[Source records Boundary: Start]

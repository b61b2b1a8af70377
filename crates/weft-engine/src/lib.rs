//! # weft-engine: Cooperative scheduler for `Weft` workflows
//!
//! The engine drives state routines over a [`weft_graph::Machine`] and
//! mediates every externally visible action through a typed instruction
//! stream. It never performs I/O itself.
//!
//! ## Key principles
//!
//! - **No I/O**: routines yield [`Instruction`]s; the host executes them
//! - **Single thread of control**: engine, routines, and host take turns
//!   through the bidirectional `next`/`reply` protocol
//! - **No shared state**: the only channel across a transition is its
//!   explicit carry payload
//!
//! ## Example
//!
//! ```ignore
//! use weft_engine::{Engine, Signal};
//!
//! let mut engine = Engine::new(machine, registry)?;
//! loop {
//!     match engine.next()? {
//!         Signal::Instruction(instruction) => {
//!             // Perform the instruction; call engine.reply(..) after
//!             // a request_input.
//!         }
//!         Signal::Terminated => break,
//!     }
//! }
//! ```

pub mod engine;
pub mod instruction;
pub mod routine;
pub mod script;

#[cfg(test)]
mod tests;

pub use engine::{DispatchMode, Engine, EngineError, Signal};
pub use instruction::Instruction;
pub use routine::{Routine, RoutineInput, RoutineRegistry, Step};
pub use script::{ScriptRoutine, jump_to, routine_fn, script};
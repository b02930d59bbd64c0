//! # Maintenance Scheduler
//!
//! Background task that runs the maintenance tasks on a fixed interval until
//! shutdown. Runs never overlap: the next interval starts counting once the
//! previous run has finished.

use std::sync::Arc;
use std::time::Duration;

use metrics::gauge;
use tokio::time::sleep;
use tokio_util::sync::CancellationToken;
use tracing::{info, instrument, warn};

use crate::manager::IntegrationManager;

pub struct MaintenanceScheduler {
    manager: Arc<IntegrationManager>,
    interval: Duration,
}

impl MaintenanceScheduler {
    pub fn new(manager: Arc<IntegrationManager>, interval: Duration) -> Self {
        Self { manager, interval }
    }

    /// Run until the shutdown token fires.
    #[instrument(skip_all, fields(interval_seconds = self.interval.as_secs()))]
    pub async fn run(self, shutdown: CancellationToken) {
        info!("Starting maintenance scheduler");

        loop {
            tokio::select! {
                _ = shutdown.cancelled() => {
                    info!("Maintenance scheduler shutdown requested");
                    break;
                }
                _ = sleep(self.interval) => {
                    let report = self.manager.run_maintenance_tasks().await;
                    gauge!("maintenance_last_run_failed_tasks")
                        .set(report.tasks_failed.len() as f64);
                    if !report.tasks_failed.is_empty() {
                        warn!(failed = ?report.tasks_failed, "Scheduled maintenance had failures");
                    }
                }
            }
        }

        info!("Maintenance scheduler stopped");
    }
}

[Source records Boundary: End]
[Source records Boundary: Start]

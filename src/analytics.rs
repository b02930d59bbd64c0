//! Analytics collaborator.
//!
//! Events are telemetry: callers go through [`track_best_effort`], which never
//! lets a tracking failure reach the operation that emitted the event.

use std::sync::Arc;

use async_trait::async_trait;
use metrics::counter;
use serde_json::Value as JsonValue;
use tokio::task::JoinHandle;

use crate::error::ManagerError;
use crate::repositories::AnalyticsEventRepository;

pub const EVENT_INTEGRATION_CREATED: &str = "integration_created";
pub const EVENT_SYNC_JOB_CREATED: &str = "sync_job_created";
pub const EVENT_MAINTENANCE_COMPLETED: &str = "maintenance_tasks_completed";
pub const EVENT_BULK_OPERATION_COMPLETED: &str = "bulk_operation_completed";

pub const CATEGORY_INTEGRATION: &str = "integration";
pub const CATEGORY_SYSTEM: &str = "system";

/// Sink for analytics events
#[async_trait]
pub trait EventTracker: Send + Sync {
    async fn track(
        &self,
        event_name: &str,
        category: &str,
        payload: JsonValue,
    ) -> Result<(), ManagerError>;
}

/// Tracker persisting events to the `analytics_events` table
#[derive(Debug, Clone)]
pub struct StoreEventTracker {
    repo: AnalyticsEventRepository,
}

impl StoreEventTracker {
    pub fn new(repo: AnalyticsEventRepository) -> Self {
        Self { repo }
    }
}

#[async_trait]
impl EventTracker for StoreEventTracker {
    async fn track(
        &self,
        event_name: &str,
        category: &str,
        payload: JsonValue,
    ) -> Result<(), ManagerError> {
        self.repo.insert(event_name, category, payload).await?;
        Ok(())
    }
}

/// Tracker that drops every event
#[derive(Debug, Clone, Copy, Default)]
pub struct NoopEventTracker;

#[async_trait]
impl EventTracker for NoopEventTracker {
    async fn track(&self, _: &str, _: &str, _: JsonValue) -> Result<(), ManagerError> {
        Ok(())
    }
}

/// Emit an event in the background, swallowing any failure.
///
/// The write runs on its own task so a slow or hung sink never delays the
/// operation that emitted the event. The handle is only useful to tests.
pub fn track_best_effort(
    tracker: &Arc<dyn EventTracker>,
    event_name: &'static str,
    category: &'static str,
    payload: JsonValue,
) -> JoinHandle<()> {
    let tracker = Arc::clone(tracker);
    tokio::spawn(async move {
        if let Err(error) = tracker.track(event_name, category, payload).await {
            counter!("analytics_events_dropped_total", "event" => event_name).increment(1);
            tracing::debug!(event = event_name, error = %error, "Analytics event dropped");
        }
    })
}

[Source records Boundary: End]
[Source records Boundary: Start]

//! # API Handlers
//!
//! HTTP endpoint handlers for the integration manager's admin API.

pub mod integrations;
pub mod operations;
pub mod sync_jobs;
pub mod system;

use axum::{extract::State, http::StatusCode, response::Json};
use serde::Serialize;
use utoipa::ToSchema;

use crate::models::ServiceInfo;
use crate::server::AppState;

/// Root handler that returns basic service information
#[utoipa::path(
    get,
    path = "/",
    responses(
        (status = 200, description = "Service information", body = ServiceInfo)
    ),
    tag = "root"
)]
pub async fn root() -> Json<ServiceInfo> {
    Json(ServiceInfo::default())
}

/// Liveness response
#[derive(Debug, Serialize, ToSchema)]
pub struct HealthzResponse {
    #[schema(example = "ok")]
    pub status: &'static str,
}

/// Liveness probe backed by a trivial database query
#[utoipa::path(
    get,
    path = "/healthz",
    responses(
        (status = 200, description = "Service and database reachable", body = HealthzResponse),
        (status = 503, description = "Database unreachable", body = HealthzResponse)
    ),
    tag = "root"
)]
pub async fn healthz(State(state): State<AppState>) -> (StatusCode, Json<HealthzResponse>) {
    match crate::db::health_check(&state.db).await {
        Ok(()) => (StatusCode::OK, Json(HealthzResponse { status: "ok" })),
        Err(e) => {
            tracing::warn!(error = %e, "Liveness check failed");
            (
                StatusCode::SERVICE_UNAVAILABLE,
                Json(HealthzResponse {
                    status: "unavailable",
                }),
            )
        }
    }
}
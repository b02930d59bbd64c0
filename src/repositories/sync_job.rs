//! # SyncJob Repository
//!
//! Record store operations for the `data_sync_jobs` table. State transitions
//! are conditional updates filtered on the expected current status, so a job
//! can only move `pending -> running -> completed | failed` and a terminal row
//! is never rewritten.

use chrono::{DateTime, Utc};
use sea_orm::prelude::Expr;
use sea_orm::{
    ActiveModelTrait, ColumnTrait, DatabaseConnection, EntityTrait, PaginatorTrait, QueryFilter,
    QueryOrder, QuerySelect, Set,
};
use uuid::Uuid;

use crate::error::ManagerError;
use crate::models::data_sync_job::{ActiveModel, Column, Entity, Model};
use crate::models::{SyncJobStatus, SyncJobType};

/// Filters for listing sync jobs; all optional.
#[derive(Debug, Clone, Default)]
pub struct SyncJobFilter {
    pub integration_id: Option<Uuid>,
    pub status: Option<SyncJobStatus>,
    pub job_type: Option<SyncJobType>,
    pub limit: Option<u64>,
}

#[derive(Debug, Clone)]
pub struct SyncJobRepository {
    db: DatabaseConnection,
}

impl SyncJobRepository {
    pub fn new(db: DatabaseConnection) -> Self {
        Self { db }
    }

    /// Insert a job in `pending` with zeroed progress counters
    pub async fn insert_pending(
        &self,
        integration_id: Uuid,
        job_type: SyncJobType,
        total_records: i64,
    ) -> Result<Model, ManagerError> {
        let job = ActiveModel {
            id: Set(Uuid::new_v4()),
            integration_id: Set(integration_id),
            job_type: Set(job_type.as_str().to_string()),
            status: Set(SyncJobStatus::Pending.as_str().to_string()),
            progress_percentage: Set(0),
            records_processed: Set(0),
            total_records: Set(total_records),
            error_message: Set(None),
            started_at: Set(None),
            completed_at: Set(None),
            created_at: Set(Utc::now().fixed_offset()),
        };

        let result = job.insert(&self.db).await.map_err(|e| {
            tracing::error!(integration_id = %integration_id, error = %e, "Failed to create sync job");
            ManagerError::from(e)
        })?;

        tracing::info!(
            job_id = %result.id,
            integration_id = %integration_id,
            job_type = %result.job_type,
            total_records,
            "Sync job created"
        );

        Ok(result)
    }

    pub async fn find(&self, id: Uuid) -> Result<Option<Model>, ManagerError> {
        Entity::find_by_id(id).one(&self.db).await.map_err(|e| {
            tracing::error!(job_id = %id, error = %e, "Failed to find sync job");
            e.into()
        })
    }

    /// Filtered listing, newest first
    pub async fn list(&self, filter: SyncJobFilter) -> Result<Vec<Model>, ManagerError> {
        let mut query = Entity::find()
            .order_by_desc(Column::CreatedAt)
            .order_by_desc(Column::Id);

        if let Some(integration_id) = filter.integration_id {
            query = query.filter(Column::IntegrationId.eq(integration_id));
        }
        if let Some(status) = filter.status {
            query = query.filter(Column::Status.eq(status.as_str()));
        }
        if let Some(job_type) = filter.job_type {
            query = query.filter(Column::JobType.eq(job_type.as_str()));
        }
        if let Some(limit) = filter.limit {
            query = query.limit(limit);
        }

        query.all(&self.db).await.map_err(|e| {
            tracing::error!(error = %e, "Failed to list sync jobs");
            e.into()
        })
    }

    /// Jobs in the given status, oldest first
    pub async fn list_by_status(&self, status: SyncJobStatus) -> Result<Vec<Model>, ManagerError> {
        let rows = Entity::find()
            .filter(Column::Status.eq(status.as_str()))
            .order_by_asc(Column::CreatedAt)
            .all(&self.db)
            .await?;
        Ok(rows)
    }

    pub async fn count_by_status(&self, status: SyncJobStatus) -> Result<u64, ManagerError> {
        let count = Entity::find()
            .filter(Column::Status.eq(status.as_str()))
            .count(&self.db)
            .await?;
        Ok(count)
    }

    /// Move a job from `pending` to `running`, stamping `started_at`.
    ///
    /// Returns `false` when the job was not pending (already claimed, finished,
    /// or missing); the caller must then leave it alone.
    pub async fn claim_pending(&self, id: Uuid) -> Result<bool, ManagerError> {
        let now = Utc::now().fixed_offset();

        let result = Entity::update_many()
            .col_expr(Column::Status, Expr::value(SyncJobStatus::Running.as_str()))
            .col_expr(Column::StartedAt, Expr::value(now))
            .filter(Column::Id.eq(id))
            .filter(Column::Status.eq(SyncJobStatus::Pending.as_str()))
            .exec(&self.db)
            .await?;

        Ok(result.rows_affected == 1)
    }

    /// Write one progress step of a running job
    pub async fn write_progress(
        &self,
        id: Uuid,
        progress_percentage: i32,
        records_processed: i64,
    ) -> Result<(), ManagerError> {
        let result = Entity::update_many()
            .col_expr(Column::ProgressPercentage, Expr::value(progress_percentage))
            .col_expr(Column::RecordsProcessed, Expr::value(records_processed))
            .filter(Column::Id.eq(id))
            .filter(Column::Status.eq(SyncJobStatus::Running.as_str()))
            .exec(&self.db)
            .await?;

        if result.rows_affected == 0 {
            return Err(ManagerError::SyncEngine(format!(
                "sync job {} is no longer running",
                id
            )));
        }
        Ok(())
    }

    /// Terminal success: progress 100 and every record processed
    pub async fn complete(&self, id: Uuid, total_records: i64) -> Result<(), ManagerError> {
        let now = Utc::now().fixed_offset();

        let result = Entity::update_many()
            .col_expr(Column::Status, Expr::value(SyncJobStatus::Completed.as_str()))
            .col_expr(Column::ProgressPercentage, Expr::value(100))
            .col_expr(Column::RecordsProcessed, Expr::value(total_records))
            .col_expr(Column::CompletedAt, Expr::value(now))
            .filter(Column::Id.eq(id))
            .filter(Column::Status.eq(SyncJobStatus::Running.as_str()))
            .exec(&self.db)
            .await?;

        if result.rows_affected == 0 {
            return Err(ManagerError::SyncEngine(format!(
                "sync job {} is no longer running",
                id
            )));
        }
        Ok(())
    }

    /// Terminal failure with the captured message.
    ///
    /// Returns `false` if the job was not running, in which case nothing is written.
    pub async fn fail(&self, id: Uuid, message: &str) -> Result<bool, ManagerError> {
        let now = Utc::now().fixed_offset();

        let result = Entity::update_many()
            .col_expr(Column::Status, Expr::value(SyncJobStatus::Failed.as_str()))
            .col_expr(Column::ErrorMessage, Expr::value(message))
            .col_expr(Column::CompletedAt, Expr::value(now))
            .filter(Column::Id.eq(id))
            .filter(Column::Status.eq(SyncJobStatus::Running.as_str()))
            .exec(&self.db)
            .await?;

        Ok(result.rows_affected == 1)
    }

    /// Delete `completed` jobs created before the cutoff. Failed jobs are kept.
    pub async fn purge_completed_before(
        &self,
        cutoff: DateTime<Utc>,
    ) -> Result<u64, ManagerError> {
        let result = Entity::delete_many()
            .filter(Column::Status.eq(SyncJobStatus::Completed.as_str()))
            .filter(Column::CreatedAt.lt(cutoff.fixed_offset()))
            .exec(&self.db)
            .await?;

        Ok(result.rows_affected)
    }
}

[Source records Boundary: End]

Work required:
Pick out, from the lines above, every one that contains the string "CancellationToken".

Result:
use tokio_util::sync::CancellationToken;
    pub async fn run(self, shutdown: CancellationToken) {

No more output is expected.